Einde inhoudsopgave
Richtlijn 2009/138/EG betreffende de toegang tot en uitoefening van het verzekerings- en het herverzekeringsbedrijf (Solvabiliteit II)
Artikel 152 bis Kennisgeving
Geldend
Geldend vanaf 30-12-2019
- Redactionele toelichting
Wordt toegepast vanaf 30-06-2021.
- Bronpublicatie:
18-12-2019, Stcrt. 2019, L 334 (uitgifte: 27-12-2019, regelingnummer: 2019/2177)
- Inwerkingtreding
30-12-2019
- Bronpublicatie inwerkingtreding:
18-12-2019, Stcrt. 2019, L 334 (uitgifte: 27-12-2019, regelingnummer: 2019/2177)
- Vakgebied(en)
Financieel recht / Financieel toezicht (juridisch)

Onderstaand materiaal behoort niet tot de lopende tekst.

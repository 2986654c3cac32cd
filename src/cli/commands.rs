use clap::{Parser, Subcommand, ValueEnum};
use std::path::PathBuf;

/// Multi-signal platform detection for source trees
#[derive(Parser, Debug)]
#[command(
    name = "stackprobe",
    about = "Detect the language, framework and build tool of a source tree",
    version,
    author,
    long_about = "stackprobe walks a source tree, gathers weighted evidence for every \
                  supported platform and reports each candidate with a confidence score, \
                  a reliability tier and the build/install commands it implies."
)]
pub struct CliArgs {
    #[command(subcommand)]
    pub command: Commands,

    #[arg(long, global = true, value_name = "LEVEL", help = "Set logging level")]
    pub log_level: Option<String>,

    #[arg(short = 'v', long, global = true, help = "Enable debug logging")]
    pub verbose: bool,

    #[arg(
        short = 'q',
        long,
        global = true,
        conflicts_with = "verbose",
        help = "Quiet mode - suppress non-error output"
    )]
    pub quiet: bool,
}

#[derive(Subcommand, Debug)]
pub enum Commands {
    #[command(
        about = "Detect platforms in a source tree",
        long_about = "Scores every registered platform against the tree and prints the \
                      ranked detections.\n\n\
                      Examples:\n  \
                      stackprobe detect\n  \
                      stackprobe detect /path/to/repo\n  \
                      stackprobe detect --min-confidence 0.45 --format json"
    )]
    Detect(DetectArgs),

    #[command(
        about = "List supported platforms",
        long_about = "Lists the registered platforms with their primary marker files.\n\n\
                      Examples:\n  \
                      stackprobe platforms\n  \
                      stackprobe platforms --format json"
    )]
    Platforms(PlatformsArgs),
}

#[derive(Parser, Debug, Clone)]
pub struct DetectArgs {
    #[arg(
        value_name = "PATH",
        help = "Path to the source tree (defaults to current directory)"
    )]
    pub repository_path: Option<PathBuf>,

    #[arg(
        short = 'c',
        long,
        value_name = "SCORE",
        help = "Minimum confidence (0.0-1.0) for a detection to be reported [env: STACKPROBE_MIN_CONFIDENCE]"
    )]
    pub min_confidence: Option<f64>,

    #[arg(
        short = 'f',
        long,
        value_enum,
        default_value = "human",
        help = "Output format"
    )]
    pub format: OutputFormatArg,

    #[arg(long, value_name = "N", help = "Maximum directory depth to walk")]
    pub max_depth: Option<usize>,

    #[arg(long, value_name = "N", help = "Maximum number of tree entries to index")]
    pub max_files: Option<usize>,

    #[arg(long, help = "Run detectors one after another instead of in parallel")]
    pub sequential: bool,

    #[arg(
        long,
        value_name = "SECONDS",
        help = "Abort detection after this many seconds"
    )]
    pub timeout: Option<u64>,

    #[arg(
        short = 'o',
        long,
        value_name = "FILE",
        help = "Write output to file instead of stdout"
    )]
    pub output: Option<PathBuf>,
}

#[derive(Parser, Debug, Clone)]
pub struct PlatformsArgs {
    #[arg(
        short = 'f',
        long,
        value_enum,
        default_value = "human",
        help = "Output format"
    )]
    pub format: OutputFormatArg,
}

#[derive(ValueEnum, Debug, Clone, Copy, PartialEq, Eq)]
pub enum OutputFormatArg {
    Json,
    Yaml,
    Human,
}

impl From<OutputFormatArg> for super::output::OutputFormat {
    fn from(arg: OutputFormatArg) -> Self {
        match arg {
            OutputFormatArg::Json => super::output::OutputFormat::Json,
            OutputFormatArg::Yaml => super::output::OutputFormat::Yaml,
            OutputFormatArg::Human => super::output::OutputFormat::Human,
        }
    }
}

Verzekeringsrecht / Algemeen
Verzekeringsrecht / Bijzondere onderwerpen
1.
Indien de toezichthoudende autoriteit van de lidstaat van herkomst voornemens is een vergunning te verlenen aan een verzekerings- of herverzekeringsonderneming waarvan het programma van werkzaamheden aangeeft dat een deel van haar activiteiten zal worden verricht op basis van het vrij verrichten van diensten of de vrijheid van vestiging in een andere lidstaat en indien dat programma van werkzaamheden ook aangeeft dat deze activiteiten wellicht relevant zijn voor de markt van de lidstaat van ontvangst, brengt de toezichthoudende autoriteit van de lidstaat van herkomst de EIOPA en de toezichthoudende autoriteit van de betrokken lidstaat van ontvangst daarvan op de hoogte.
2.
De toezichthoudende autoriteit van de lidstaat van herkomst brengt naast de in lid 1 bedoelde kennisgeving tevens de EIOPA en de toezichthoudende autoriteit van de betrokken lidstaat van ontvangst op de hoogte wanneer zij verslechterende financiële omstandigheden of andere opkomende risico’s vaststelt bij een verzekerings- of herverzekeringsonderneming die activiteiten verricht die gebaseerd zijn op het vrij verrichten van diensten of de vrijheid van vestiging en die een aanzienlijk grensoverschrijdend effect kunnen hebben. De toezichthoudende autoriteit van de lidstaat van ontvangst kan de toezichthoudende autoriteit van de betrokken lidstaat van herkomst ook op de hoogte brengen bij ernstige, gegronde bezorgdheid in verband met de consumentenbescherming. De toezichthoudende autoriteiten kunnen de aangelegenheid voorleggen aan de EIOPA en haar om bijstand verzoeken in gevallen waarin geen bilaterale oplossing kan worden gevonden.
3.
De in de leden 1 en 2 bedoelde kennisgevingen zijn voldoende gedetailleerd om een gedegen beoordeling mogelijk te maken.
4.
De in de leden 1 en 2 bedoelde kennisgevingen doen geen afbreuk aan het toezichtsmandaat van de toezichthoudende autoriteiten van de lidstaat van herkomst en de lidstaat van ontvangst waarin bij deze richtlijn is voorzien.